<瀬崎一燿キャスター>
土石流の起点となった違法な盛り土の造成と放置について、熱海市にどこまで責任があったのか、見解が分かれました

<和田啓記者>
11月16日、熱海市が発表したのは、いわば『自己検証』です。『失敗だった』と総括した静岡県の第三者委の最終報告と比較します。

検証の重要なポイントとして、ピックアップしたのは2点です。

①盛り土の前土地所有者が造成や防災工事の際に提出した不備のある書類を熱海市が受理した事は問題ではなかったか?

②なかなか盛り土の安全対策を実施しない前土地所有者に対して、強制力のある「措置命令」を発令せず、見送ったのはミスではなかったのか?

1つ目の熱海市が不備のある書類を受理したことについて、静岡県の第三者委は「熱海市は受け身になり、違法な行為を許す要因になった」としていました。熱海市もこの点については「受付ざるをえない事情がその都度あったものの、この点は重く受け止める」としていて、失敗を認めた形です。

不備のあった書類を見ると防災工事の部分が空欄になっています。受け付けた当時の職員は、「ちゃんと工事さえすれば大丈夫だと思った」と話しています。

今回、最も見解が分かれ、私が最も驚いたのは、強制力のある「措置命令」を発令せず、見送ったことについての見解です。県の第三者委は「発出を検討する必要があった」と指摘したのに対して、熱海市は「措置命令は検討した。そして、見送りの判断は間違っていなかった」と反論といえる総括をしました。

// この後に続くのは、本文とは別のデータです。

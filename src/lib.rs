use thiserror::Error;

pub type Result<T> = std::result::Result<T, ChatbotError>;

#[derive(Error, Debug)]
pub enum ChatbotError {
    #[error("Configuration error: {0}")]
    Config(String),

    #[error("Corpus error: {0}")]
    Corpus(String),

    #[error("Database error: {0}")]
    Database(String),

    #[error("Embedding error: {0}")]
    Embedding(String),

    /// An error response from the Sarvam API, passed through verbatim.
    #[error("Provider error (HTTP {status}): {message}")]
    Provider { status: u16, message: String },

    #[error("Network error: {0}")]
    Network(String),

    #[error("Audio error: {0}")]
    Audio(String),

    #[error("IO error: {0}")]
    Io(#[from] std::io::Error),

    #[error("Other error: {0}")]
    Other(#[from] anyhow::Error),
}

impl ChatbotError {
    /// True when the error came back from the provider with an auth status.
    #[inline]
    pub fn is_auth_error(&self) -> bool {
        matches!(self, Self::Provider { status: 401 | 403, .. })
    }
}

pub mod commands;
pub mod config;
pub mod corpus;
pub mod database;
pub mod embeddings;
pub mod indexer;
pub mod pipeline;
pub mod prompt;
pub mod retrieval;
pub mod sarvam;
pub mod surface;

見送りの判断の理由として挙げたのが防災工事です。前土地所有者が安全対策をするよう指導され、つくったものですが、十分な工事に見えますか?

<瀬崎キャスター>
穴を掘って木でせき止めているだけで心もとない

<和田記者>
施工した業者自身も「十分ではない」と認めています。熱海市は、木柵による簡単な水路や簡易的な排水設備を防災工事と認めていて、この工事を根拠に措置命令を見送りましたが、市は「この判断は間違っていなかった」と結論づけました。

被害者の会の会長、そして被災者に、今回の熱海市の総括をどうみたか、聞きました。

<母親を亡くした被害者の会 瀬下雄史会長>
「結論から言うと裁判対策かなと思っていて、既成事実作りだと思う。結果として、人災を引き起こしたわけですから、そこの義務の不履行があったんじゃないか。法的な瑕疵や責任、過失があったと追及していくところ。熱海市の総括の発表を受けて、結局、真実の追及は司法の場でしかなされないんだろうなと思います」

<自宅が被害を受けた太田滋さん>
「自分たちの都合のいい結論があって、それに対しする補足みたいなそういうことを考えてるんじゃないかなって思います。住民が望む復興を、市の見栄えのいい復興じゃなくて、もうちょっと住民、被災者が踏み出せるような方策を考えてもらいたい」

<和田記者>
道義的な責任と法的な責任を熱海市は区別している印象で、損害賠償請求訴訟で被告の立場にある市の立場が見え隠れするような見解になったことは被害者、遺族にとっては残酷にみえるのではないかと想像が難くありません。